That's really helpful. And I guess my second question, again a little bit higher level, but just curious how much has the internal kind of debate really bought into the recent strength in oil prices? We appreciate the comments that we'll spend within cash flow in 2018, but I imagine your estimate of where that will be now versus where it was in July has changed pretty materially. So if you could just speak to how you will potentially protect to make sure that you spend within cash flow, whether it's additional hedging or just a wider guidance range for us. But any thoughts on that would be helpful.

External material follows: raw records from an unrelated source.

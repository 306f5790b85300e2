//! Time source abstraction so cache expiry can be driven by tests

use parking_lot::Mutex;
use std::time::{Duration, Instant};

/// Monotonic time source
pub trait Clock: Send + Sync {
    fn now(&self) -> Instant;
}

/// Wall clock backed by [`Instant::now`]
#[derive(Debug, Clone, Copy, Default)]
pub struct SystemClock;

impl Clock for SystemClock {
    fn now(&self) -> Instant {
        Instant::now()
    }
}

/// Clock that only moves when told to
#[derive(Debug)]
pub struct ManualClock {
    now: Mutex<Instant>,
}

impl ManualClock {
    pub fn new() -> Self {
        Self {
            now: Mutex::new(Instant::now()),
        }
    }

    /// Move the clock forward
    pub fn advance(&self, by: Duration) {
        *self.now.lock() += by;
    }
}

impl Default for ManualClock {
    fn default() -> Self {
        Self::new()
    }
}

impl Clock for ManualClock {
    fn now(&self) -> Instant {
        *self.now.lock()
    }
}
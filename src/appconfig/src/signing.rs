//! HMAC-SHA256 request signing for connection-string authentication

use crate::connection::ConnectionString;
use base64::engine::general_purpose::STANDARD;
use base64::Engine;
use chrono::{DateTime, Utc};
use reqwest::Url;
use ring::{digest, hmac};

const SIGNED_HEADERS: &str = "x-ms-date;host;x-ms-content-sha256";

/// Headers to attach to a signed request
#[derive(Debug, Clone, PartialEq, Eq)]
pub struct SignedHeaders {
    pub date: String,
    pub content_sha256: String,
    pub authorization: String,
}

/// Signs requests with the access key from a connection string
pub struct HmacSigner {
    credential_id: String,
    key: hmac::Key,
}

impl HmacSigner {
    pub fn new(connection: &ConnectionString) -> Self {
        Self {
            credential_id: connection.id.clone(),
            key: hmac::Key::new(hmac::HMAC_SHA256, connection.secret()),
        }
    }

    /// Produce the signature headers for one request
    pub fn sign(&self, method: &str, url: &Url, body: &[u8], now: DateTime<Utc>) -> SignedHeaders {
        let date = http_date(now);
        let content_sha256 = content_hash(body);
        let to_sign = string_to_sign(method, &path_and_query(url), &date, &host_of(url), &content_sha256);
        let signature = STANDARD.encode(hmac::sign(&self.key, to_sign.as_bytes()).as_ref());

        SignedHeaders {
            authorization: format!(
                "HMAC-SHA256 Credential={}&SignedHeaders={}&Signature={}",
                self.credential_id, SIGNED_HEADERS, signature
            ),
            date,
            content_sha256,
        }
    }
}

/// RFC 1123 date as expected in `x-ms-date`
pub fn http_date(now: DateTime<Utc>) -> String {
    now.format("%a, %d %b %Y %H:%M:%S GMT").to_string()
}

/// Base64 SHA-256 of the request body
pub fn content_hash(body: &[u8]) -> String {
    STANDARD.encode(digest::digest(&digest::SHA256, body).as_ref())
}

pub fn string_to_sign(
    method: &str,
    path_and_query: &str,
    date: &str,
    host: &str,
    content_hash: &str,
) -> String {
    format!(
        "{}\n{}\n{};{};{}",
        method.to_ascii_uppercase(),
        path_and_query,
        date,
        host,
        content_hash
    )
}

fn path_and_query(url: &Url) -> String {
    match url.query() {
        Some(query) => format!("{}?{}", url.path(), query),
        None => url.path().to_string(),
    }
}

fn host_of(url: &Url) -> String {
    let host = url.host_str().unwrap_or_default();
    match url.port() {
        Some(port) => format!("{}:{}", host, port),
        None => host.to_string(),
    }
}
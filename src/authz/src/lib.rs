//! # Rolegate Authorization
//!
//! Request-time role lookup for the web application.
//!
//! ## Features
//!
//! - **TTL role cache** in front of the remote role store
//! - **Read-through resolver** that degrades to "no roles" instead of failing
//! - **Auth gate** abstraction with a reverse-proxy header implementation
//! - **Access view** decision (login / no roles / admin / member / limited)
//! - **HTTP router** exposing access, refresh, health and cache metrics
//!
//! ## Example
//!
//! ```rust
//! use rolegate_authz::{CacheConfig, RoleCache, RoleResolver};
//! use rolegate_core::InMemoryRoleStore;
//! use std::sync::Arc;
//!
//! #[tokio::main]
//! async fn main() {
//!     let store = Arc::new(InMemoryRoleStore::new());
//!     let cache = Arc::new(RoleCache::new(CacheConfig::default()));
//!     let resolver = RoleResolver::new(store, cache);
//!
//!     let roles = resolver.resolve("alice@example.com", false).await;
//!     assert!(roles.is_empty());
//! }
//! ```

pub mod access;
pub mod cache;
pub mod gate;
pub mod http;
pub mod resolver;

// Re-export commonly used types
pub use access::{decide, AccessDecision, AccessView, ADMIN_ROLE, MEMBER_ROLE};
pub use cache::{CacheConfig, CacheStats, RoleCache, DEFAULT_CACHE_TTL};
pub use gate::{AuthGate, GateConfig, Identity, ProxyHeaderGate};
pub use http::{router, AppState};
pub use resolver::RoleResolver;

/// Library version
pub const VERSION: &str = env!("CARGO_PKG_VERSION");
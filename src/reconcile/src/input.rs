//! Desired-state file loading
//!
//! The file is a JSON array of `{ "name": "<email>", "role": "<role>" }`
//! records. Missing fields read as empty strings and such entries are later
//! skipped; unknown fields are ignored.

use crate::error::InputError;
use serde::{Deserialize, Serialize};
use std::path::Path;
use tracing::info;

/// One user's desired role
#[derive(Debug, Clone, Default, PartialEq, Eq, Serialize, Deserialize)]
pub struct DesiredStateEntry {
    #[serde(default)]
    pub name: String,

    #[serde(default)]
    pub role: String,
}

impl DesiredStateEntry {
    pub fn new(name: impl Into<String>, role: impl Into<String>) -> Self {
        Self {
            name: name.into(),
            role: role.into(),
        }
    }

    /// Entries with an empty name or role are skipped
    pub fn is_actionable(&self) -> bool {
        !self.name.trim().is_empty() && !self.role.is_empty()
    }
}

/// Parse desired-state JSON. `source` names the input in error messages.
pub fn parse_desired_state(json: &str, source: &str) -> Result<Vec<DesiredStateEntry>, InputError> {
    serde_json::from_str(json).map_err(|e| InputError::InvalidJson {
        path: source.to_string(),
        message: e.to_string(),
    })
}

/// Read and parse the desired-state file at `path`
pub fn load_desired_state(path: &Path) -> Result<Vec<DesiredStateEntry>, InputError> {
    let shown = path.display().to_string();
    let contents = std::fs::read_to_string(path).map_err(|e| match e.kind() {
        std::io::ErrorKind::NotFound => InputError::NotFound(shown.clone()),
        _ => InputError::Io {
            path: shown.clone(),
            source: e,
        },
    })?;

    let entries = parse_desired_state(&contents, &shown)?;
    info!("Successfully loaded {} users from {}", entries.len(), shown);
    Ok(entries)
}

#[cfg(test)]
mod tests {
    use super::*;

    #[test]
    fn test_missing_and_extra_fields() {
        let entries = parse_desired_state(
            r#"[{"name":"a@x.com","role":"Admin","team":"ops"},{"name":"b@x.com"},{}]"#,
            "inline",
        )
        .unwrap();

        assert_eq!(entries[0], DesiredStateEntry::new("a@x.com", "Admin"));
        assert_eq!(entries[1], DesiredStateEntry::new("b@x.com", ""));
        assert_eq!(entries[2], DesiredStateEntry::default());
    }

    #[test]
    fn test_actionable_entries() {
        assert!(DesiredStateEntry::new("a@x.com", "Admin").is_actionable());
        assert!(!DesiredStateEntry::new("", "Admin").is_actionable());
        assert!(!DesiredStateEntry::new("  ", "Admin").is_actionable());
        assert!(!DesiredStateEntry::new("b@x.com", "").is_actionable());
    }

    #[test]
    fn test_non_array_is_invalid() {
        let err = parse_desired_state(r#"{"name":"a@x.com","role":"Admin"}"#, "inline").unwrap_err();
        assert!(matches!(err, InputError::InvalidJson { .. }));

        let err = parse_desired_state("not json", "inline").unwrap_err();
        assert!(matches!(err, InputError::InvalidJson { .. }));
    }

    #[test]
    fn test_non_string_fields_are_invalid() {
        let err = parse_desired_state(r#"[{"name":"a@x.com","role":7}]"#, "inline").unwrap_err();
        assert!(matches!(err, InputError::InvalidJson { .. }));
    }
}
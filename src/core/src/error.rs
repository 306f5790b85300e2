//! Error types for role store access
//!
//! Every [`RoleStore`](crate::store::RoleStore) implementation reports
//! failures through [`StoreError`] so that callers can tell "the key is not
//! there" apart from "the store could not be reached".

use thiserror::Error;

pub type Result<T> = std::result::Result<T, StoreError>;

/// Role store error
#[derive(Debug, Error)]
pub enum StoreError {
    /// Key does not exist
    #[error("Key not found: {0}")]
    NotFound(String),

    /// Create-only write hit an existing key
    #[error("Key already exists: {0}")]
    AlreadyExists(String),

    /// Credentials missing, expired or rejected
    #[error("Unauthorized: {0}")]
    Unauthorized(String),

    /// Connectivity problem or throttling; safe to retry
    #[error("Transient error: {0}")]
    Transient(String),

    /// Unexpected HTTP status from the store
    #[error("HTTP {status}: {message}")]
    Http { status: u16, message: String },

    /// Response body could not be decoded
    #[error("Decode error: {0}")]
    Decode(String),

    /// Store settings are missing or malformed
    #[error("Configuration error: {0}")]
    Configuration(String),

    /// I/O errors
    #[error("IO error: {0}")]
    Io(#[from] std::io::Error),
}

impl StoreError {
    /// Create a not found error
    pub fn not_found<S: Into<String>>(key: S) -> Self {
        StoreError::NotFound(key.into())
    }

    /// Create an unauthorized error
    pub fn unauthorized<S: Into<String>>(msg: S) -> Self {
        StoreError::Unauthorized(msg.into())
    }

    /// Create a transient error
    pub fn transient<S: Into<String>>(msg: S) -> Self {
        StoreError::Transient(msg.into())
    }

    /// Create a configuration error
    pub fn configuration<S: Into<String>>(msg: S) -> Self {
        StoreError::Configuration(msg.into())
    }

    /// Classify an HTTP status code returned by the store
    pub fn from_status(status: u16, message: impl Into<String>) -> Self {
        let message = message.into();
        match status {
            401 | 403 => StoreError::Unauthorized(message),
            404 => StoreError::NotFound(message),
            412 => StoreError::AlreadyExists(message),
            429 | 500..=599 => StoreError::Transient(format!("HTTP {}: {}", status, message)),
            _ => StoreError::Http { status, message },
        }
    }

    /// Whether the operation may succeed if simply retried
    pub fn is_transient(&self) -> bool {
        matches!(self, StoreError::Transient(_))
    }

    pub fn is_not_found(&self) -> bool {
        matches!(self, StoreError::NotFound(_))
    }

    pub fn is_unauthorized(&self) -> bool {
        matches!(self, StoreError::Unauthorized(_))
    }
}

#[cfg(test)]
mod tests {
    use super::*;

    #[test]
    fn test_status_classification() {
        assert!(StoreError::from_status(401, "no token").is_unauthorized());
        assert!(StoreError::from_status(403, "forbidden").is_unauthorized());
        assert!(StoreError::from_status(404, "users:a:roles").is_not_found());
        assert!(matches!(
            StoreError::from_status(412, "users:a:roles"),
            StoreError::AlreadyExists(_)
        ));
        assert!(StoreError::from_status(429, "slow down").is_transient());
        assert!(StoreError::from_status(503, "unavailable").is_transient());
        assert!(matches!(
            StoreError::from_status(400, "bad key"),
            StoreError::Http { status: 400, .. }
        ));
    }

    #[test]
    fn test_error_display() {
        let err = StoreError::not_found("users:a@x.com:roles");
        assert_eq!(err.to_string(), "Key not found: users:a@x.com:roles");

        let err = StoreError::Http { status: 400, message: "bad".to_string() };
        assert_eq!(err.to_string(), "HTTP 400: bad");
    }
}
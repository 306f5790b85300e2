//! HTTP surface for the role gate
//!
//! ## Endpoints
//!
//! - `GET /health` - Health check
//! - `GET /v1/access` - Access view for the calling user
//! - `POST /v1/roles/refresh` - Re-read the caller's roles from the store
//! - `GET /metrics` - Prometheus cache metrics

use crate::access::{decide, AccessDecision, AccessView};
use crate::gate::{AuthGate, GateConfig, ProxyHeaderGate};
use crate::resolver::RoleResolver;
use axum::{
    extract::State,
    http::{HeaderMap, StatusCode},
    response::{IntoResponse, Json, Response},
    routing::{get, post},
    Router,
};
use serde::Serialize;
use std::sync::Arc;
use std::time::Instant;
use tower_http::trace::{DefaultOnResponse, TraceLayer};
use tracing::{info, Level};

/// Shared application state
#[derive(Clone)]
pub struct AppState {
    pub resolver: Arc<RoleResolver>,
    pub gate_config: Arc<GateConfig>,
    pub start_time: Instant,
}

impl AppState {
    pub fn new(resolver: Arc<RoleResolver>, gate_config: GateConfig) -> Self {
        Self {
            resolver,
            gate_config: Arc::new(gate_config),
            start_time: Instant::now(),
        }
    }
}

/// Health check response
#[derive(Debug, Serialize)]
struct HealthResponse {
    status: String,
    uptime_seconds: u64,
    version: String,
}

/// Access response
#[derive(Debug, Serialize)]
struct AccessResponse {
    view: AccessView,
    display_name: String,
    username: String,
    roles: Vec<String>,
    logout_url: String,
}

/// Returned to callers the proxy did not authenticate
#[derive(Debug, Serialize)]
struct LoginRequired {
    error: String,
    login_url: String,
}

struct MetricsResponse {
    metrics: String,
}

impl IntoResponse for MetricsResponse {
    fn into_response(self) -> Response {
        (
            StatusCode::OK,
            [("content-type", "text/plain; version=0.0.4")],
            self.metrics,
        )
            .into_response()
    }
}

fn access_response(gate: &ProxyHeaderGate, decision: AccessDecision) -> Response {
    match decision.identity {
        None => (
            StatusCode::UNAUTHORIZED,
            Json(LoginRequired {
                error: "unauthenticated".to_string(),
                login_url: gate.login_url(),
            }),
        )
            .into_response(),
        Some(identity) => Json(AccessResponse {
            view: decision.view,
            display_name: identity.display_name,
            username: identity.stable_username,
            roles: decision.roles,
            logout_url: gate.logout_url(),
        })
        .into_response(),
    }
}

/// GET /v1/access
async fn access(State(state): State<AppState>, headers: HeaderMap) -> Response {
    let gate = ProxyHeaderGate::from_headers(&headers, &state.gate_config);
    let decision = decide(&gate, &state.resolver).await;
    access_response(&gate, decision)
}

/// POST /v1/roles/refresh
async fn refresh_roles(State(state): State<AppState>, headers: HeaderMap) -> Response {
    let gate = ProxyHeaderGate::from_headers(&headers, &state.gate_config);
    if let Some(identity) = gate.current_identity() {
        info!("Refreshing roles for {}", identity.stable_username);
        state.resolver.refresh(&identity.stable_username).await;
    }
    let decision = decide(&gate, &state.resolver).await;
    access_response(&gate, decision)
}

/// GET /health
async fn health_check(State(state): State<AppState>) -> Json<HealthResponse> {
    Json(HealthResponse {
        status: "healthy".to_string(),
        uptime_seconds: state.start_time.elapsed().as_secs(),
        version: crate::VERSION.to_string(),
    })
}

/// GET /metrics
async fn metrics(State(state): State<AppState>) -> MetricsResponse {
    let stats = state.resolver.cache().stats();
    let uptime = state.start_time.elapsed().as_secs();

    let metrics = format!(
        "# HELP rolegate_uptime_seconds Server uptime in seconds\n\
         # TYPE rolegate_uptime_seconds gauge\n\
         rolegate_uptime_seconds {}\n\
         \n\
         # HELP rolegate_role_cache_hits_total Role cache hits\n\
         # TYPE rolegate_role_cache_hits_total counter\n\
         rolegate_role_cache_hits_total {}\n\
         \n\
         # HELP rolegate_role_cache_misses_total Role cache misses\n\
         # TYPE rolegate_role_cache_misses_total counter\n\
         rolegate_role_cache_misses_total {}\n\
         \n\
         # HELP rolegate_role_cache_expirations_total Expired entries found on lookup\n\
         # TYPE rolegate_role_cache_expirations_total counter\n\
         rolegate_role_cache_expirations_total {}\n\
         \n\
         # HELP rolegate_role_cache_entries Entries currently cached\n\
         # TYPE rolegate_role_cache_entries gauge\n\
         rolegate_role_cache_entries {}\n",
        uptime, stats.hits, stats.misses, stats.expirations, stats.entries
    );

    MetricsResponse { metrics }
}

/// Create the HTTP router with all endpoints
pub fn router(state: AppState) -> Router {
    let trace = TraceLayer::new_for_http().on_response(DefaultOnResponse::new().level(Level::INFO));

    Router::new()
        .route("/health", get(health_check))
        .route("/v1/access", get(access))
        .route("/v1/roles/refresh", post(refresh_roles))
        .route("/metrics", get(metrics))
        .layer(trace)
        .with_state(state)
}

Sure. I'll let Kees here in a second talk about what our hedging strategy is and remind the audience. But let me talk about strategically about how we think about commodity prices, we run our business out. We've always used a conservative price, conservative to probably strip and I think that does a couple of things for us organizationally. When you run a lower commodity price, I believe it forces a discipline within the decision makers and the asset teams they allocate capital because the lower commodity price focuses, I think, the organization on making sure we're doing everything at the highest rate of return.
And the second thing is if we miss on oil price because oil price is actually higher, well then we generate free cash flow. And as I've talked about earlier, we know what we're going to do with free cash flow until we get to somewhere in that 15 to 18 rig cadence on our existing acreage base. And then I'll let Kees answer, remind everybody what our strategy is on
the Yes. And one other point, John, we plan our business below strip. And right now at current production, on an annualized basis, every dollar price gives us about $30,000,000 of cash flow. So it gives a lot of protection on adding those rigs at the right time. And then back to hedging, we continue to protect what we think is the minimum drilling required to maintain our lease holes across both basins.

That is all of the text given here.